The Power of Looking People in the Eye
I’ve been on about a ten year mission to test an idea. I believe that when we take a moment to make eye contact with others, we see their humanity and remind them of ours.
It doesn’t work 100 percent of time. Some people will refuse or avoid making eye contact. Others will look away and then glance to see if you’re making eye contact.
In that moment when it happens, I often observe a breath and a smile from the other person. There’s something reassuring in knowing someone actually sees you. Ive seen it instantly change someone’s mood and shift conversation beyond surface pleasantries.
Many of us conduct five, 10, 50 interactions a day. There’s a tendency these exchanges to be mechanical an not very human. The checkout clerk at the grocery store and you put on your employee and customer role masks and conduct the transaction.

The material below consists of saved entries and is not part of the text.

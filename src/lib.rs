//! A personal start page: bookmark categories, search engines and
//! preferences, persisted locally.

pub mod application;
pub mod backup;
pub mod catalog;
pub mod completion;
pub mod config;
pub mod engines;
pub mod favicon;
pub mod i18n;
pub mod id;
pub mod reorder;
pub mod settings;
pub mod storage;

pub use application::StartPage;
pub use catalog::{Catalog, Category, Link};
pub use engines::{EngineCatalog, SearchEngine};
pub use settings::{Language, SettingChange, Settings};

It’s enough to make us forget we’re engaged with another complex human being with a whole life beyond this transaction. It can allow us to see the line of customers as just a number or the checkout clerk as someone with the job to satisfy me and to let them have it if they don’t.
I take a different strategy. I ask them how their day’s going in a way that sounds like I care. I accept that the store, the restaurant, the bank can make errors and I’m prepared to give them the grace and the space to fix it.
Finally, I always close the transaction with a smile, eye contact, and a sincere thank you. Even if all they did is ring up two items. People aren’t thanked enough for what they do. They aren’t smiled at enough. They aren’t connected with the eyes enough.
We live in a world that seems to strip our humanity and steal the connections that make us all human.
This is one small way rehumanize each other in small doses throughout the day.
Wherever you are on your journey today, be proud of the progress you’re making.